> Task goal
Go through the data and tally the lines that include "BenchError". The reply is that number alone.
** Opening Extracted records block **
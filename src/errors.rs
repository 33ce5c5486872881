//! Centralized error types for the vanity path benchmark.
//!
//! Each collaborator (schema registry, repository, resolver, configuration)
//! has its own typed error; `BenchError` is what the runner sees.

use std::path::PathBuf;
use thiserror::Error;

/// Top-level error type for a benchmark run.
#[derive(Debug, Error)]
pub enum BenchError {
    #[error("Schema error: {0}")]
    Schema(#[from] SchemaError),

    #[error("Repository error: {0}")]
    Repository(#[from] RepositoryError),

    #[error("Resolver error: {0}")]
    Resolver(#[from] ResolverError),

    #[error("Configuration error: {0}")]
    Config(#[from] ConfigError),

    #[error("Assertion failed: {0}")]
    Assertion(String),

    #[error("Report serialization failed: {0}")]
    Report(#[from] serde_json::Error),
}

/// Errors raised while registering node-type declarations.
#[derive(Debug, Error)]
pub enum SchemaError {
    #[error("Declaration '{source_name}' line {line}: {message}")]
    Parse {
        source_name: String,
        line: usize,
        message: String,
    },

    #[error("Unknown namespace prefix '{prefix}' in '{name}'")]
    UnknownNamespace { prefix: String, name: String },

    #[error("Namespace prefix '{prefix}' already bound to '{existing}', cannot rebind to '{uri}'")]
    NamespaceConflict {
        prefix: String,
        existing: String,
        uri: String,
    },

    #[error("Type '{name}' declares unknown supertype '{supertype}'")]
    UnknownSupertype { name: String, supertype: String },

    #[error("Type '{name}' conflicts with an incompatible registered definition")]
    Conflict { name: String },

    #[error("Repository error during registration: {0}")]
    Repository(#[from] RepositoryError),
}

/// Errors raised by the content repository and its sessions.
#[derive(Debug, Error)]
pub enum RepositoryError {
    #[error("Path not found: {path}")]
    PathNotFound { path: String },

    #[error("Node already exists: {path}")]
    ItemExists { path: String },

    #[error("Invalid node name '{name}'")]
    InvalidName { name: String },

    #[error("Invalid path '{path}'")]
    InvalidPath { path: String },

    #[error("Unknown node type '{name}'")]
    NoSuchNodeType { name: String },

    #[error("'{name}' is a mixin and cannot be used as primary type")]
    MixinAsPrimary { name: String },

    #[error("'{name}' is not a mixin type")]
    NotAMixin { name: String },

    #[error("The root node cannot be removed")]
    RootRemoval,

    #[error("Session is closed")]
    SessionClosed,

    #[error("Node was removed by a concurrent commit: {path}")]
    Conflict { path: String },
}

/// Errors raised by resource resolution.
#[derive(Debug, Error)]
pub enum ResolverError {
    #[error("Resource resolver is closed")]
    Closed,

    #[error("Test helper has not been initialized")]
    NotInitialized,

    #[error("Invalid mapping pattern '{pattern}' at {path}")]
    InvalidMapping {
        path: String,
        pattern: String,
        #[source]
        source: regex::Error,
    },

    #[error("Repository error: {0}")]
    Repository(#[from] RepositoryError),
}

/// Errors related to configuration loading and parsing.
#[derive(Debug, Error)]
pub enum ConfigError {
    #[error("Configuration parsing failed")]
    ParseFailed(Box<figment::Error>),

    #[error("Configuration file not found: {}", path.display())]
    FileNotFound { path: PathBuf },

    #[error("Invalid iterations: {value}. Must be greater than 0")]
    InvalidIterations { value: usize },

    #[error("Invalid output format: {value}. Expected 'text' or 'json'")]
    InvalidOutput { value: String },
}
** Closing Extracted records block **
** Opening Extracted records block **
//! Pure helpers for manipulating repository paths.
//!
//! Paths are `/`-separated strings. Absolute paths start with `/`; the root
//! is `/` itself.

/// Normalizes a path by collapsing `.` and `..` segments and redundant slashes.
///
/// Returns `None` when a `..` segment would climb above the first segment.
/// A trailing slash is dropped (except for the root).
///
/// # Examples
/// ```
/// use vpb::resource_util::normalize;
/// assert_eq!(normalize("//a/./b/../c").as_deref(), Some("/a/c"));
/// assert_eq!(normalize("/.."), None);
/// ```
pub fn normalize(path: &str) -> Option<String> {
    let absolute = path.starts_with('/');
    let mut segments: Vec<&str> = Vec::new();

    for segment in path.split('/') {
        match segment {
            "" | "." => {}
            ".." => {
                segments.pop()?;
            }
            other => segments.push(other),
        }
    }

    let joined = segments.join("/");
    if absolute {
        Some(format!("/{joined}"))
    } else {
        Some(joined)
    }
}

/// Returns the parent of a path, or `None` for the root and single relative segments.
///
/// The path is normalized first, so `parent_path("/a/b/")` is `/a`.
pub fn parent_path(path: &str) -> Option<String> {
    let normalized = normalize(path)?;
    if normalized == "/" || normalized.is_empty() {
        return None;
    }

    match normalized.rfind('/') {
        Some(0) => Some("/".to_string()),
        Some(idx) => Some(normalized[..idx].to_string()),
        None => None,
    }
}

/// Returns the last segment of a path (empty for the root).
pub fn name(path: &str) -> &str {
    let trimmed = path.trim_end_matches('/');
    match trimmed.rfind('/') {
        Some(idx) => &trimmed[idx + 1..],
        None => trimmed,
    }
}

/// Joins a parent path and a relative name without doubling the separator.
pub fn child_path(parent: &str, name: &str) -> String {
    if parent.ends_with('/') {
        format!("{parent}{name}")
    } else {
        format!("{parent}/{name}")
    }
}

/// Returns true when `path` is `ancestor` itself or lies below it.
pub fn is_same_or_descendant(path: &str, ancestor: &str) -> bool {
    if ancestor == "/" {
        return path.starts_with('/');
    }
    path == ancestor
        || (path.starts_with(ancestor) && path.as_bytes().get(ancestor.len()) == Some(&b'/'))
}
** Closing Extracted records block **
** Opening Extracted records block **
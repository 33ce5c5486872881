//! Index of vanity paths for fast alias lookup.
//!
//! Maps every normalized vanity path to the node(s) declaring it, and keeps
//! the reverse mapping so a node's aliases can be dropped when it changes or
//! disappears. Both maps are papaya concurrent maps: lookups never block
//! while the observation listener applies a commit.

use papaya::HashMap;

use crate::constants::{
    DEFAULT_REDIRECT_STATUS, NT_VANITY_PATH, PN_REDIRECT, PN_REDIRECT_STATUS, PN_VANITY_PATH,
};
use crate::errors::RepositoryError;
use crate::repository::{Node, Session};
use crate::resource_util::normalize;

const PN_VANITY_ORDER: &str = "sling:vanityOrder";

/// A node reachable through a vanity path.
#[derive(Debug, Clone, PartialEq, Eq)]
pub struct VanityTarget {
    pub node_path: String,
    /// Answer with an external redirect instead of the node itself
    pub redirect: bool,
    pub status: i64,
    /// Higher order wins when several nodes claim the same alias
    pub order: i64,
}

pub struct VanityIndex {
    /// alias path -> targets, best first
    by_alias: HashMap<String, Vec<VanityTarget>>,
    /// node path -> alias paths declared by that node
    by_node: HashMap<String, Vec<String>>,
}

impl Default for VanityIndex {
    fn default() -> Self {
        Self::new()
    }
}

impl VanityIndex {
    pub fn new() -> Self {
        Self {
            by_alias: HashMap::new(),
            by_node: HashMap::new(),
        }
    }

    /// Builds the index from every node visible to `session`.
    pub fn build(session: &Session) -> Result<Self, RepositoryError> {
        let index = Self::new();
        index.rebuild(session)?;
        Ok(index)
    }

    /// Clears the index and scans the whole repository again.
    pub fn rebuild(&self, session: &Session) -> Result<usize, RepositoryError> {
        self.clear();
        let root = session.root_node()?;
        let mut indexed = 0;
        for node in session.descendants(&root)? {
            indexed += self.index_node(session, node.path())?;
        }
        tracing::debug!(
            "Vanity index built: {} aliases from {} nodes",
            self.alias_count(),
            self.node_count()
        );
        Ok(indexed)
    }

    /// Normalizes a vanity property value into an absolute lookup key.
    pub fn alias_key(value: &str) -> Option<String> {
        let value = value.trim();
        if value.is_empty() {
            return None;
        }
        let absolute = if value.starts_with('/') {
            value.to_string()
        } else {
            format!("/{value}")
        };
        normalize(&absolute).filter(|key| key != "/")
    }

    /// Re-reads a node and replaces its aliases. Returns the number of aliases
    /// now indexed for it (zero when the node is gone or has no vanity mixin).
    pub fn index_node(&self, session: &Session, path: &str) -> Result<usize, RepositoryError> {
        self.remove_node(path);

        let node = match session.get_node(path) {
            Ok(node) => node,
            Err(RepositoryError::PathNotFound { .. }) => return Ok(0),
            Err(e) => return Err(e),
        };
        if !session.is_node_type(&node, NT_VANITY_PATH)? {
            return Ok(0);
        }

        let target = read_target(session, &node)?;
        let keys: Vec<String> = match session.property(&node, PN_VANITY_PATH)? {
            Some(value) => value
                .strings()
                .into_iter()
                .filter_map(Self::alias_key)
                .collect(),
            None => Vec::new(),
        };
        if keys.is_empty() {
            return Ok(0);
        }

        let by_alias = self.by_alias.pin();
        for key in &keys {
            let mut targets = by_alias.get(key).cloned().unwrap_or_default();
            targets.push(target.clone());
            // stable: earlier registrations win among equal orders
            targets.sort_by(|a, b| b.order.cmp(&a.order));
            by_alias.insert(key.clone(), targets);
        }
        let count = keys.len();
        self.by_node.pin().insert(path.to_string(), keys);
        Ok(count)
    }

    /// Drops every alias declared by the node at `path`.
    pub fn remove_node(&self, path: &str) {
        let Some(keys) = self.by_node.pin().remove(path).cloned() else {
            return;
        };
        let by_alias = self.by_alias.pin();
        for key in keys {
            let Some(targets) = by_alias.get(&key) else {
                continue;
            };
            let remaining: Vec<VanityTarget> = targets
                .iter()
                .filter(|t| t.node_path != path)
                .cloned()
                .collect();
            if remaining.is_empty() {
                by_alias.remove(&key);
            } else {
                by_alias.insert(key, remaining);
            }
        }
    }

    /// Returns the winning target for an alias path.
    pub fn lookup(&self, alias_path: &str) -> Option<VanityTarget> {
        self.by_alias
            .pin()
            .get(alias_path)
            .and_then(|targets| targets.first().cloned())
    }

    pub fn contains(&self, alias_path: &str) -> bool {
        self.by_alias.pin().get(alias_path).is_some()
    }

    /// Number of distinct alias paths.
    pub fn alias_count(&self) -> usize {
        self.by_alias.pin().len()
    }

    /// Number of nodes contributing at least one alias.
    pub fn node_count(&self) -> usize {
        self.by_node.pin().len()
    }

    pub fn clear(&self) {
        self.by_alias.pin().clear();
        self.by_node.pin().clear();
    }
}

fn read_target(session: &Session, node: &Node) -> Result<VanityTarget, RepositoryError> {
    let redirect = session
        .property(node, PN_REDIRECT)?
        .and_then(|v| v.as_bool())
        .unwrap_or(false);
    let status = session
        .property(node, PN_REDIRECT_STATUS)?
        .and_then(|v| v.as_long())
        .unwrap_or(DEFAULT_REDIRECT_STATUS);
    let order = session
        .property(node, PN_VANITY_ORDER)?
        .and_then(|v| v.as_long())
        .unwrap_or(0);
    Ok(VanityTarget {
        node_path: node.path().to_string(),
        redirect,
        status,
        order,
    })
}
** Closing Extracted records block **
> Exercise output
2